KISSIMMEE, Floride — La route qui mène d’Orlando à Kissimmee n’a rien de bucolique. À intervalle régulier, d’immenses panneaux annoncent la direction vers les parcs thématiques de Disney – la principale attraction de la région. Une fois dans la rue principale, aux allures de village western, les concessionnaires de voitures d’occasion alternent avec les restaurants de fast-food. L’ambiance évoque tout sauf la haute technologie.

C’est pourtant ici, en plein centre de la Floride, que se trame l’un des plus ambitieux projets technos de l’heure aux États-Unis. Un consortium composé d’universités, d’organismes publics et d’entreprises a consenti plus de 130 millions US pour construire un centre de recherche à la fine pointe. La première phase comprendra aussi une usine qui fabriquera des micropuces de nouvelle génération.
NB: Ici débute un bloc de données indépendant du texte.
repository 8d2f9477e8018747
use crate::domain::account::{AccountId, Amount, Balance, LedgerAccount};
use crate::domain::ports::{Ledger, MechanismStore};
use crate::domain::splitter::SplitterMechanism;
use crate::domain::transfer::TransferBatch;
use crate::error::{Result, TransferFailure};
use async_trait::async_trait;
use std::collections::{BTreeMap, HashMap};
use std::sync::Arc;
use tokio::sync::RwLock;

/// A thread-safe in-memory ledger.
///
/// Uses `Arc<RwLock<HashMap<AccountId, Balance>>>` to allow shared concurrent access.
/// Batches are applied to a scratch copy of the touched balances while the write
/// lock is held, and written back only if every transfer succeeds.
#[derive(Default, Clone)]
pub struct InMemoryLedger {
    balances: Arc<RwLock<HashMap<AccountId, Balance>>>,
}

impl InMemoryLedger {
    /// Creates a new, empty in-memory ledger.
    pub fn new() -> Self {
        Self::default()
    }
}

#[async_trait]
impl Ledger for InMemoryLedger {
    async fn balance_of(&self, account: AccountId) -> Result<Balance> {
        let balances = self.balances.read().await;
        Ok(balances.get(&account).copied().unwrap_or_default())
    }

    async fn mint(&self, account: AccountId, amount: Amount) -> Result<()> {
        if account.is_null() {
            return Err(TransferFailure::NullDestination.into());
        }
        let mut balances = self.balances.write().await;
        let current = balances.get(&account).copied().unwrap_or_default();
        let credited = current
            .checked_add(amount)
            .ok_or(TransferFailure::BalanceOverflow(account))?;
        balances.insert(account, credited);
        Ok(())
    }

    async fn apply(&self, batch: &TransferBatch) -> Result<()> {
        if batch.is_empty() {
            return Ok(());
        }
        let mut balances = self.balances.write().await;
        let mut scratch: BTreeMap<AccountId, Balance> = batch
            .touched_accounts()
            .into_iter()
            .map(|account| (account, balances.get(&account).copied().unwrap_or_default()))
            .collect();

        batch.apply_on(&mut scratch)?;
        balances.extend(scratch);
        Ok(())
    }

    async fn accounts(&self) -> Result<Vec<LedgerAccount>> {
        let balances = self.balances.read().await;
        let mut accounts: Vec<LedgerAccount> = balances
            .iter()
            .map(|(account, balance)| LedgerAccount::new(*account, *balance))
            .collect();
        accounts.sort_by_key(|a| a.account);
        Ok(accounts)
    }
}

/// Keeps the mechanism snapshot in memory for the lifetime of the process.
#[derive(Default, Clone)]
pub struct InMemoryMechanismStore {
    snapshot: Arc<RwLock<Option<SplitterMechanism>>>,
}

impl InMemoryMechanismStore {
    /// Creates a new, empty in-memory mechanism store.
    pub fn new() -> Self {
        Self::default()
    }
}

#[async_trait]
impl MechanismStore for InMemoryMechanismStore {
    async fn load(&self) -> Result<Option<SplitterMechanism>> {
        let snapshot = self.snapshot.read().await;
        Ok(snapshot.clone())
    }

    async fn save(&self, mechanism: &SplitterMechanism) -> Result<()> {
        let mut snapshot = self.snapshot.write().await;
        *snapshot = Some(mechanism.clone());
        Ok(())
    }
}
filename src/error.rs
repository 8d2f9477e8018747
use crate::domain::account::{AccountId, Balance};
use thiserror::Error;

pub type Result<T> = std::result::Result<T, SplitterError>;

#[derive(Error, Debug)]
pub enum SplitterError {
    #[error("not the owner: account {caller} is not the administrator")]
    Authorization { caller: AccountId },
    #[error("Invalid value: {0}")]
    Value(#[from] ValueViolation),
    #[error("Invalid state: {0}")]
    State(#[from] StateViolation),
    #[error("Transfer failed: {0}")]
    Transfer(#[from] TransferFailure),
    #[error("Configuration error: {0}")]
    Config(String),
    #[error("Malformed call: {0}")]
    MalformedCall(String),
    #[error("CSV error: {0}")]
    CsvError(#[from] csv::Error),
    #[error("IO error: {0}")]
    IoError(#[from] std::io::Error),
    #[cfg(feature = "storage-rocksdb")]
    #[error("Storage error: {0}")]
    StorageError(#[from] rocksdb::Error),
    #[error("Internal error: {0}")]
    InternalError(Box<dyn std::error::Error + Send + Sync>),
    #[error(
        "ledger and mechanism out of step: persisting failed ({persist}) and reversing transfers failed ({reversal})"
    )]
    Unreconciled {
        persist: Box<SplitterError>,
        reversal: Box<SplitterError>,
    },
}

/// Rejections raised before any state is inspected.
#[derive(Error, Debug, Clone, PartialEq, Eq)]
pub enum ValueViolation {
    #[error("amount must exceed zero")]
    ZeroAmount,
    #[error("participant cannot be the null account")]
    NullParticipant,
    #[error("participants must be distinct, got {0} twice")]
    DuplicateParticipant(AccountId),
    #[error("account {0} is reserved for the mechanism")]
    ReservedAccount(AccountId),
}

/// Operations that are well-formed but not allowed in the current state.
#[derive(Error, Debug, Clone, PartialEq, Eq)]
pub enum StateViolation {
    #[error("at least two participants required")]
    NotEstablished,
    #[error("participants already established")]
    AlreadyEstablished,
    #[error("mechanism is inactive")]
    Inactive,
    #[error("nothing to release: pending pool holds {0}")]
    NothingToRelease(Balance),
}

/// Failures reported by the value-transfer primitive.
#[derive(Error, Debug, Clone, PartialEq, Eq)]
pub enum TransferFailure {
    #[error("destination is the null account")]
    NullDestination,
    #[error("account {account} holds {available}, needs {requested}")]
    InsufficientFunds {
        account: AccountId,
        available: Balance,
        requested: Balance,
    },
    #[error("balance of account {0} would overflow")]
    BalanceOverflow(AccountId),
    #[error("transfer to {destination} rejected: {reason}")]
    Rejected {
        destination: AccountId,
        reason: String,
    },
}

impl SplitterError {
    /// Wraps any backend error that has no dedicated variant.
    pub fn internal<E>(error: E) -> Self
    where
        E: Into<Box<dyn std::error::Error + Send + Sync>>,
    {
        Self::InternalError(error.into())
    }
}
use super::account::{AccountId, Amount};
use serde::{Deserialize, Serialize};

/// An operation submitted to the splitter by an authenticated caller.
#[derive(Debug, Clone, Copy, PartialEq, Eq, Serialize, Deserialize)]
pub enum Call {
    /// Genesis credit of an observer account. Not an operation of the
    /// mechanism itself.
    Fund { account: AccountId, amount: Amount },
    RegisterParticipants {
        caller: AccountId,
        first: AccountId,
        second: AccountId,
    },
    /// `value` is unvalidated so that a zero contribution reaches the
    /// mechanism and is rejected there.
    Contribute { caller: AccountId, value: u64 },
    SetActiveState { caller: AccountId, active: bool },
    ReleasePending { caller: AccountId },
}

impl Call {
    pub fn caller(&self) -> AccountId {
        match self {
            Call::Fund { account, .. } => *account,
            Call::RegisterParticipants { caller, .. }
            | Call::Contribute { caller, .. }
            | Call::SetActiveState { caller, .. }
            | Call::ReleasePending { caller } => *caller,
        }
    }
}
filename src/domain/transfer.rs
use super::account::{AccountId, Amount, Balance};
use crate::error::TransferFailure;
use serde::{Deserialize, Serialize};
use std::collections::BTreeMap;

/// A single movement of value between two ledger accounts.
#[derive(Debug, Clone, Copy, PartialEq, Eq, Serialize, Deserialize)]
pub struct Transfer {
    pub from: AccountId,
    pub to: AccountId,
    pub amount: Amount,
}

impl Transfer {
    pub fn new(from: AccountId, to: AccountId, amount: Amount) -> Self {
        Self { from, to, amount }
    }

    /// The transfer that undoes this one.
    pub fn reversed(&self) -> Self {
        Self {
            from: self.to,
            to: self.from,
            amount: self.amount,
        }
    }
}

/// An ordered group of transfers that the ledger applies all-or-nothing.
#[derive(Debug, Clone, Default, PartialEq, Eq)]
pub struct TransferBatch {
    transfers: Vec<Transfer>,
}

impl TransferBatch {
    pub fn new() -> Self {
        Self::default()
    }

    pub fn push(&mut self, transfer: Transfer) {
        self.transfers.push(transfer);
    }

    pub fn iter(&self) -> impl Iterator<Item = &Transfer> {
        self.transfers.iter()
    }

    pub fn len(&self) -> usize {
        self.transfers.len()
    }

    pub fn is_empty(&self) -> bool {
        self.transfers.is_empty()
    }

    /// Every account the batch reads or writes.
    pub fn touched_accounts(&self) -> Vec<AccountId> {
        let mut accounts: Vec<AccountId> = self
            .transfers
            .iter()
            .flat_map(|t| [t.from, t.to])
            .collect();
        accounts.sort();
        accounts.dedup();
        accounts
    }

    /// The compensating batch: each transfer inverted, in reverse order.
    pub fn reversed(&self) -> Self {
        Self {
            transfers: self.transfers.iter().rev().map(Transfer::reversed).collect(),
        }
    }

    /// Applies the batch to a working copy of the touched balances.
    ///
    /// Transfers are checked in order, so a payout may spend value credited
    /// by an earlier transfer of the same batch. On failure the working copy
    /// is left partially modified; callers must discard it.
    pub fn apply_on(
        &self,
        balances: &mut BTreeMap<AccountId, Balance>,
    ) -> Result<(), TransferFailure> {
        for transfer in &self.transfers {
            if transfer.to.is_null() {
                return Err(TransferFailure::NullDestination);
            }

            let available = balances.get(&transfer.from).copied().unwrap_or_default();
            let debited =
                available
                    .checked_sub(transfer.amount)
                    .ok_or(TransferFailure::InsufficientFunds {
                        account: transfer.from,
                        available,
                        requested: transfer.amount.into(),
                    })?;
            balances.insert(transfer.from, debited);

            let current = balances.get(&transfer.to).copied().unwrap_or_default();
            let credited = current
                .checked_add(transfer.amount)
                .ok_or(TransferFailure::BalanceOverflow(transfer.to))?;
            balances.insert(transfer.to, credited);
        }
        Ok(())
    }
}

impl FromIterator<Transfer> for TransferBatch {
    fn from_iter<I: IntoIterator<Item = Transfer>>(iter: I) -> Self {
        Self {
            transfers: iter.into_iter().collect(),
        }
    }
}
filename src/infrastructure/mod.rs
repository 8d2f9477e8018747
//! Adapters implementing the domain ports.

pub mod in_memory;
#[cfg(feature = "storage-rocksdb")]
pub mod rocksdb;
use std::fs::File;
use std::io::Error;
use std::path::Path;

pub const HEADER: [&str; 6] = ["type", "caller", "amount", "first", "second", "active"];

/// Writes a call file: external account 2 is funded and contributes `rows`
/// single units that end up in the pending pool.
pub fn generate_csv(path: &Path, rows: usize) -> Result<(), Error> {
    let file = File::create(path)?;
    let mut wtr = csv::WriterBuilder::new().from_writer(file);

    wtr.write_record(HEADER)?;
    wtr.write_record(["fund", "2", &rows.to_string(), "", "", ""])?;

    for _ in 1..=rows {
        wtr.write_record(["contribute", "2", "1", "", "", ""])?;
    }

    wtr.flush()?;
    Ok(())
}

/// Writes a call file of at least `size_mb` megabytes in which administrator
/// 1 splits two-unit contributions between accounts 3 and 4.
pub fn generate_large_csv(path: &Path, size_mb: usize) -> Result<(), Error> {
    let file = File::create(path)?;
    let mut wtr = csv::WriterBuilder::new().from_writer(file);
    wtr.write_record(HEADER)?;
    wtr.write_record(["fund", "1", &u64::MAX.to_string(), "", "", ""])?;
    wtr.write_record(["register", "1", "", "3", "4", ""])?;

    let target_size = (size_mb * 1024 * 1024) as u64;

    // Check size every 5000 rows to avoid syscall overhead
    loop {
        for _ in 0..5000 {
            wtr.write_record(["contribute", "1", "2", "", "", ""])?;
        }
        wtr.flush()?; // Flush to ensure file size is updated
        if std::fs::metadata(path)?.len() >= target_size {
            break;
        }
    }
    Ok(())
}
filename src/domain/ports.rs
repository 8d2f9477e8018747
use super::account::{AccountId, Amount, Balance, LedgerAccount};
use super::splitter::SplitterMechanism;
use super::transfer::TransferBatch;
use crate::error::Result;
use async_trait::async_trait;

/// The value-transfer and balance-query primitives of the host ledger.
#[async_trait]
pub trait Ledger: Send + Sync {
    /// Current balance of `account`; unknown accounts hold nothing.
    async fn balance_of(&self, account: AccountId) -> Result<Balance>;

    /// Credits `account` with newly issued value.
    async fn mint(&self, account: AccountId, amount: Amount) -> Result<()>;

    /// Applies every transfer of `batch`, or none of them.
    async fn apply(&self, batch: &TransferBatch) -> Result<()>;

    /// All accounts the ledger knows about, ordered by account.
    async fn accounts(&self) -> Result<Vec<LedgerAccount>>;
}

/// Durable home of the mechanism's state between runs.
#[async_trait]
pub trait MechanismStore: Send + Sync {
    async fn load(&self) -> Result<Option<SplitterMechanism>>;
    async fn save(&self, mechanism: &SplitterMechanism) -> Result<()>;
}

pub type LedgerBox = Box<dyn Ledger>;
pub type MechanismStoreBox = Box<dyn MechanismStore>;
use crate::error::{Result, ValueViolation};
use serde::{Deserialize, Serialize};
use std::fmt;

/// Identity of a ledger account.
///
/// Account `0` is the null identity: value sent there would be burned, so the
/// ledger refuses it as a destination and it can never be a participant.
#[derive(
    Debug, Clone, Copy, PartialEq, Eq, PartialOrd, Ord, Hash, Default, Serialize, Deserialize,
)]
#[serde(transparent)]
pub struct AccountId(pub u32);

impl AccountId {
    pub const NULL: Self = Self(0);

    pub fn is_null(&self) -> bool {
        *self == Self::NULL
    }
}

impl fmt::Display for AccountId {
    fn fmt(&self, f: &mut fmt::Formatter<'_>) -> fmt::Result {
        write!(f, "{}", self.0)
    }
}

impl From<u32> for AccountId {
    fn from(value: u32) -> Self {
        Self(value)
    }
}

/// A quantity of value held by an account, in the smallest native unit.
#[derive(
    Debug, Clone, Copy, PartialEq, Eq, PartialOrd, Ord, Hash, Default, Serialize, Deserialize,
)]
#[serde(transparent)]
pub struct Balance(pub u64);

impl Balance {
    pub const ZERO: Self = Self(0);

    pub fn new(value: u64) -> Self {
        Self(value)
    }

    pub fn value(&self) -> u64 {
        self.0
    }

    pub fn is_zero(&self) -> bool {
        self.0 == 0
    }

    pub fn checked_add(self, amount: Amount) -> Option<Self> {
        self.0.checked_add(amount.value()).map(Self)
    }

    pub fn checked_sub(self, amount: Amount) -> Option<Self> {
        self.0.checked_sub(amount.value()).map(Self)
    }
}

impl fmt::Display for Balance {
    fn fmt(&self, f: &mut fmt::Formatter<'_>) -> fmt::Result {
        write!(f, "{}", self.0)
    }
}

impl From<Amount> for Balance {
    fn from(amount: Amount) -> Self {
        Self(amount.0)
    }
}

/// A strictly positive quantity of value attached to a call or a transfer.
#[derive(Debug, Clone, Copy, PartialEq, Eq, PartialOrd, Ord, Hash, Serialize, Deserialize)]
#[serde(try_from = "u64", into = "u64")]
pub struct Amount(u64);

impl Amount {
    pub fn new(value: u64) -> Result<Self> {
        if value > 0 {
            Ok(Self(value))
        } else {
            Err(ValueViolation::ZeroAmount.into())
        }
    }

    pub fn value(&self) -> u64 {
        self.0
    }

    /// Splits the amount into two equal shares and the unit left over by
    /// integer division. The share is `None` for an amount of one.
    pub fn halve(&self) -> (Option<Amount>, Option<Amount>) {
        let share = self.0 / 2;
        let remainder = self.0 % 2;
        ((share > 0).then_some(Self(share)), (remainder > 0).then_some(Self(remainder)))
    }
}

impl TryFrom<u64> for Amount {
    type Error = crate::error::SplitterError;

    fn try_from(value: u64) -> Result<Self> {
        Self::new(value)
    }
}

impl From<Amount> for u64 {
    fn from(amount: Amount) -> Self {
        amount.0
    }
}

impl fmt::Display for Amount {
    fn fmt(&self, f: &mut fmt::Formatter<'_>) -> fmt::Result {
        write!(f, "{}", self.0)
    }
}

/// Final state of a ledger account, as reported to observers.
#[derive(Debug, Serialize, Deserialize, PartialEq, Eq, Clone, Copy)]
pub struct LedgerAccount {
    pub account: AccountId,
    pub balance: Balance,
}

impl LedgerAccount {
    pub fn new(account: AccountId, balance: Balance) -> Self {
        Self { account, balance }
    }
}

#[cfg(test)]
mod tests {
    use super::*;
    use crate::error::SplitterError;

    #[test]
    fn test_amount_validation() {
        assert!(Amount::new(1).is_ok());
        assert!(matches!(
            Amount::new(0),
            Err(SplitterError::Value(ValueViolation::ZeroAmount))
        ));
    }

    #[test]
    fn test_amount_halve() {
        let (share, remainder) = Amount::new(10).unwrap().halve();
        assert_eq!(share, Some(Amount::new(5).unwrap()));
        assert_eq!(remainder, None);

        let (share, remainder) = Amount::new(11).unwrap().halve();
        assert_eq!(share, Some(Amount::new(5).unwrap()));
        assert_eq!(remainder, Some(Amount::new(1).unwrap()));

        let (share, remainder) = Amount::new(1).unwrap().halve();
        assert_eq!(share, None);
        assert_eq!(remainder, Some(Amount::new(1).unwrap()));
    }

    #[test]
    fn test_balance_checked_arithmetic() {
        let five = Amount::new(5).unwrap();
        assert_eq!(Balance::new(10).checked_add(five), Some(Balance::new(15)));
        assert_eq!(Balance::new(10).checked_sub(five), Some(Balance::new(5)));
        assert_eq!(Balance::new(4).checked_sub(five), None);
        assert_eq!(Balance::new(u64::MAX).checked_add(five), None);
    }

    #[test]
    fn test_amount_deserialization_rejects_zero() {
        assert!(serde_json::from_str::<Amount>("0").is_err());
        assert_eq!(
            serde_json::from_str::<Amount>("7").unwrap(),
            Amount::new(7).unwrap()
        );
    }

    #[test]
    fn test_null_account() {
        assert!(AccountId::NULL.is_null());
        assert!(!AccountId(1).is_null());
        assert_eq!(AccountId::default(), AccountId::NULL);
    }
}
use crate::domain::account::LedgerAccount;
use crate::error::Result;
use std::io::Write;

/// Writes ledger accounts as CSV with an `account,balance` header.
pub struct AccountWriter<W: Write> {
    writer: csv::Writer<W>,
}

impl<W: Write> AccountWriter<W> {
    pub fn new(sink: W) -> Self {
        Self {
            writer: csv::Writer::from_writer(sink),
        }
    }

    pub fn write_accounts<I>(&mut self, accounts: I) -> Result<()>
    where
        I: IntoIterator<Item = LedgerAccount>,
    {
        for account in accounts {
            self.writer.serialize(account)?;
        }
        self.writer.flush()?;
        Ok(())
    }
}

#[cfg(test)]
mod tests {
    use super::*;
    use crate::domain::account::{AccountId, Balance};

    #[test]
    fn test_write_accounts() {
        let mut buffer = Vec::new();
        {
            let mut writer = AccountWriter::new(&mut buffer);
            writer
                .write_accounts(vec![
                    LedgerAccount::new(AccountId(1), Balance::new(90)),
                    LedgerAccount::new(AccountId(2), Balance::new(5)),
                ])
                .unwrap();
        }

        let output = String::from_utf8(buffer).unwrap();
        assert_eq!(output, "account,balance\n1,90\n2,5\n");
    }
}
« Normalement, construire un immeuble de cette taille devrait prendre entre 36 et 42 mois, mais on nous en a donné moins de 24 », explique avec enthousiasme – et un léger stress – Pete Pace, directeur de la construction du comté d’Osceola, où le chantier bat son plein.

Autour de nous, des dizaines d’ouvriers s’activent sous un soleil de plomb en ce matin chaud et humide typique du centre de la Floride. La structure du premier bâtiment commence à prendre forme, mais il est encore bien difficile d’imaginer à quoi ressemblera le futur complexe technologique. À terme, il devrait employer des milliers de personnes et s’étaler sur un espace marécageux grand comme 20 terrains de football, autrefois occupé par une ferme laitière.

LE MOMENT IDÉAL

L’échéancier très serré donné aux constructeurs du nouveau centre – appelé International Consortium for Advanced Manufacturing Research, ou ICAMR – n’a rien de fortuit. La Floride a lancé un vaste programme pour diversifier son économie au cours des dernières années, et le secteur du « manufacturier avancé » (pour advanced manufacturing) en fait partie intégrante.

« Pourquoi vouloir aller si vite ? Parce que c’est maintenant qu’il faut agir. »

— Chester Kennedy, président et chef de la direction d’ICAMR

M. Kennedy espère positionner sa région comme un centre mondial de la production de capteurs de nouvelle génération. Ces micropuces sont utilisées dans une foule d’appareils comme les téléphones intelligents (qui en contiennent 24 en moyenne), les équipements médicaux ou encore les systèmes de sécurité. Le marché mondial pour cette technologie devrait atteindre 19 000 milliards US en 2020, selon une étude de Cisco.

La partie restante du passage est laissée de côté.